▸ **Problem to solve**:
In the data that follows, count the lines in which the word "across" occurs, and report that figure alone.
** Supplied records follows **
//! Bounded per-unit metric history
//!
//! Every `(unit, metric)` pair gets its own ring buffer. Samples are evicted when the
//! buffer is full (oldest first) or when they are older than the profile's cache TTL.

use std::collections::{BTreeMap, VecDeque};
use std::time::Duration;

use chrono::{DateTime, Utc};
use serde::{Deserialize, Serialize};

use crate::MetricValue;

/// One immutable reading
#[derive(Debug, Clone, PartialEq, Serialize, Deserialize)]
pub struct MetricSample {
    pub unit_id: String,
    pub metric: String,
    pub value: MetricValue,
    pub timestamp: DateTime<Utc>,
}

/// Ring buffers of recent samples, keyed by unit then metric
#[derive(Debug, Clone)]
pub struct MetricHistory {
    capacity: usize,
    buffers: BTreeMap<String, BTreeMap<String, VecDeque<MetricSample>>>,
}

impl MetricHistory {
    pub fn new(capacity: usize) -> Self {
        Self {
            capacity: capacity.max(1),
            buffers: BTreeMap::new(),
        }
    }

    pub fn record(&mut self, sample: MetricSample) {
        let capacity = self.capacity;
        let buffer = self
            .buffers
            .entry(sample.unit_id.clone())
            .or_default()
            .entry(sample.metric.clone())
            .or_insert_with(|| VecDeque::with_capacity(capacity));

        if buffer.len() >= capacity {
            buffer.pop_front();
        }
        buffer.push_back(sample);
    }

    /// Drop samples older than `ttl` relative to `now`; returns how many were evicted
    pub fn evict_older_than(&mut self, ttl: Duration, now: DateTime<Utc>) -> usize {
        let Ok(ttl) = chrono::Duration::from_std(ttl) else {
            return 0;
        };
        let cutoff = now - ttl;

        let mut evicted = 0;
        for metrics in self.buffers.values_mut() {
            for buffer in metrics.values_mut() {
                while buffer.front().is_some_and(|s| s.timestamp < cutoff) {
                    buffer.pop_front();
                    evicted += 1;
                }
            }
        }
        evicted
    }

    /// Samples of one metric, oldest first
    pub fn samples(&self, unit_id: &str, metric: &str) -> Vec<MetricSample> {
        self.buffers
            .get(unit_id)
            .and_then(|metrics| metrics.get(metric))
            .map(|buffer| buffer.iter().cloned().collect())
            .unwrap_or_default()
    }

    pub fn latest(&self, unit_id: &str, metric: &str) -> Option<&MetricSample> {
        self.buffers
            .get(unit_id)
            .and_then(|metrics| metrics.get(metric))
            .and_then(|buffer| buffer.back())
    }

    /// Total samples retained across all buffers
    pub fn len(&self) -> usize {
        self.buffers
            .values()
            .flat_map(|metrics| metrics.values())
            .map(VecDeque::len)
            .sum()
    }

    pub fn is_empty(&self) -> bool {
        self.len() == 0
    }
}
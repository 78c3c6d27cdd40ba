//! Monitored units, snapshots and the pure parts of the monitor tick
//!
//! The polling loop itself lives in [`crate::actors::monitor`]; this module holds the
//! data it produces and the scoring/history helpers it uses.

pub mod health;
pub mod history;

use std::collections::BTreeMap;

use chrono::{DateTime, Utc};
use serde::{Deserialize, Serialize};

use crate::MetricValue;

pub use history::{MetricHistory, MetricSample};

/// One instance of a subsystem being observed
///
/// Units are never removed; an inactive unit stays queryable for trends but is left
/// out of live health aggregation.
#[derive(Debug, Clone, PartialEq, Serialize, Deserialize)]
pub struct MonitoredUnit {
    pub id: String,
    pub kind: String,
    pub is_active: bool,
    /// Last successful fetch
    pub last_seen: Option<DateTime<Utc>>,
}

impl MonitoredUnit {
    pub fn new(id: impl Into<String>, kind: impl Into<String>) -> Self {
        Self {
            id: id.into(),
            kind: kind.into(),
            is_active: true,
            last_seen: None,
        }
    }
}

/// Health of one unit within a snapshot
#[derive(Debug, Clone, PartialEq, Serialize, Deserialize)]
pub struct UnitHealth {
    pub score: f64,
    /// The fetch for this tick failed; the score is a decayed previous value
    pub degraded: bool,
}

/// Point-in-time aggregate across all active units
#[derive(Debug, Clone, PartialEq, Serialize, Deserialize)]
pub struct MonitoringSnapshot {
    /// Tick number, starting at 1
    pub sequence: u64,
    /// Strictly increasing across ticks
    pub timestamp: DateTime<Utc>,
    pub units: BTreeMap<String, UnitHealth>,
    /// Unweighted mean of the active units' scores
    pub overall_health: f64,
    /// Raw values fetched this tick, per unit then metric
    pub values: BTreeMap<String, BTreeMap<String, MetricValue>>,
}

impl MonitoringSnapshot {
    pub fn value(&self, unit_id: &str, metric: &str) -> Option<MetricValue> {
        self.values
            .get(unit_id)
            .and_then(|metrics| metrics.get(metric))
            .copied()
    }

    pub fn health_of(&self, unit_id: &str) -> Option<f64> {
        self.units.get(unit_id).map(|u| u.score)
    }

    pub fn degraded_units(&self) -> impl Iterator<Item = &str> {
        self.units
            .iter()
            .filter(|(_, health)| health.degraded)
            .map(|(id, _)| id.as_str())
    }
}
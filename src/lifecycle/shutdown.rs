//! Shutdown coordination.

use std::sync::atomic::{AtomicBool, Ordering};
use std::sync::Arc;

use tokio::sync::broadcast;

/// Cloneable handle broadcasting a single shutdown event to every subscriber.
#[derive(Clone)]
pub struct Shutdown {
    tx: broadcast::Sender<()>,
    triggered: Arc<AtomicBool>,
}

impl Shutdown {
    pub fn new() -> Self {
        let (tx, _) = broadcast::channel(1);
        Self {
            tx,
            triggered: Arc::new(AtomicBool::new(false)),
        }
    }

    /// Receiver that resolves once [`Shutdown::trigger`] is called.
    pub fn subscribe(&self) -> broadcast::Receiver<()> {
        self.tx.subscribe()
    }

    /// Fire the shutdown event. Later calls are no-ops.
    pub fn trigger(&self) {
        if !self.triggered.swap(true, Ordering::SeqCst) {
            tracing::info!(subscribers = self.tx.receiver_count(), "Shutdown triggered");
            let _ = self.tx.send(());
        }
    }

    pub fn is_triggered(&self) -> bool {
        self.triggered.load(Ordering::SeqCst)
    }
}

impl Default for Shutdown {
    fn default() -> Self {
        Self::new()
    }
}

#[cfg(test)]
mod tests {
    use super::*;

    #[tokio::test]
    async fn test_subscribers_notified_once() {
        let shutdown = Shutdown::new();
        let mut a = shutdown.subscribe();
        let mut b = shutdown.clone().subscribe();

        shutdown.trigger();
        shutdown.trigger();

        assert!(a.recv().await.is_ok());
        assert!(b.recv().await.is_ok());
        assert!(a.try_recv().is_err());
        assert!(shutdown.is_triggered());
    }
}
** End of Supplied records **
** Supplied records follows **
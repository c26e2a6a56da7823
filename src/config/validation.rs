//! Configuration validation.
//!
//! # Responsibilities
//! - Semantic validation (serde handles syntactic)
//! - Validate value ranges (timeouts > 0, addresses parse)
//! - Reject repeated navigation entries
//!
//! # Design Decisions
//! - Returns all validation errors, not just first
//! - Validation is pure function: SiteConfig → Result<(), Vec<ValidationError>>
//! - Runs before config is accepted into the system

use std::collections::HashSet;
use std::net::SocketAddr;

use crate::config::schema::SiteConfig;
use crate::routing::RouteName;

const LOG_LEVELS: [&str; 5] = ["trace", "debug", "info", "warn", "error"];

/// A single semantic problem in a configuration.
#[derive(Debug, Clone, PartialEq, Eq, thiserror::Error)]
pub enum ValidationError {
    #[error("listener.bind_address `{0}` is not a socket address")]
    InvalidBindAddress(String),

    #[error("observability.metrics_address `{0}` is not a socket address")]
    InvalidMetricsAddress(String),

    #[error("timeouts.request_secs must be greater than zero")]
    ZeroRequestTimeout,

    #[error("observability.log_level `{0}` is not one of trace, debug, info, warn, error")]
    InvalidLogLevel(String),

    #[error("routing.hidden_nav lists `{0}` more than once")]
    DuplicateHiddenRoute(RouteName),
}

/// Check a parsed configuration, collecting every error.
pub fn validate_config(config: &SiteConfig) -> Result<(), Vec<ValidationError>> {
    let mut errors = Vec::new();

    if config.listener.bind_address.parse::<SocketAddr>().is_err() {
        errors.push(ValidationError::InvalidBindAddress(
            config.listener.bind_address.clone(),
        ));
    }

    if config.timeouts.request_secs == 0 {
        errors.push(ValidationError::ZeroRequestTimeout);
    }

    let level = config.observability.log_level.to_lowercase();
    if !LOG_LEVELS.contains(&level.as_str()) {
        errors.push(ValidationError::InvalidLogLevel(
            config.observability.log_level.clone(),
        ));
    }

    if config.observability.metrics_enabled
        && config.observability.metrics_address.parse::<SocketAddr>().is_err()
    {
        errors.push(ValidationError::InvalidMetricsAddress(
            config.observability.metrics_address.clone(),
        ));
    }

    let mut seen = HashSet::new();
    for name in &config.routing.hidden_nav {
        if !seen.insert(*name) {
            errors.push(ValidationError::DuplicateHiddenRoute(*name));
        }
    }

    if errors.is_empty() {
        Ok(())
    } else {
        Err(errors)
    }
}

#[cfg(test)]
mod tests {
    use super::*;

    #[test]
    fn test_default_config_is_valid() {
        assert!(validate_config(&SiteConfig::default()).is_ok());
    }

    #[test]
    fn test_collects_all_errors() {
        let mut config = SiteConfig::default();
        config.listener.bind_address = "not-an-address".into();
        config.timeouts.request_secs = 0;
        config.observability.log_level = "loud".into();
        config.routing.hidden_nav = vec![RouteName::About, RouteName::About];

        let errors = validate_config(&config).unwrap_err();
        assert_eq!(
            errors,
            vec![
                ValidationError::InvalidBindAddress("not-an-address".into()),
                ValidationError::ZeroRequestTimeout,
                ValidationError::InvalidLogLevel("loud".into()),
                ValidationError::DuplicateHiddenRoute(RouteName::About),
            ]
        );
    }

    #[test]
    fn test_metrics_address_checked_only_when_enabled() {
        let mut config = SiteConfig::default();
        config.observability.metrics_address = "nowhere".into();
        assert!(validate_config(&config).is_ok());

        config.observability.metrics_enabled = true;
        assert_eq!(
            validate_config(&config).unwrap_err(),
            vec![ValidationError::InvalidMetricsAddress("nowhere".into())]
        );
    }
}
** End of Supplied records **
▸ **Answer to the exercise**:
3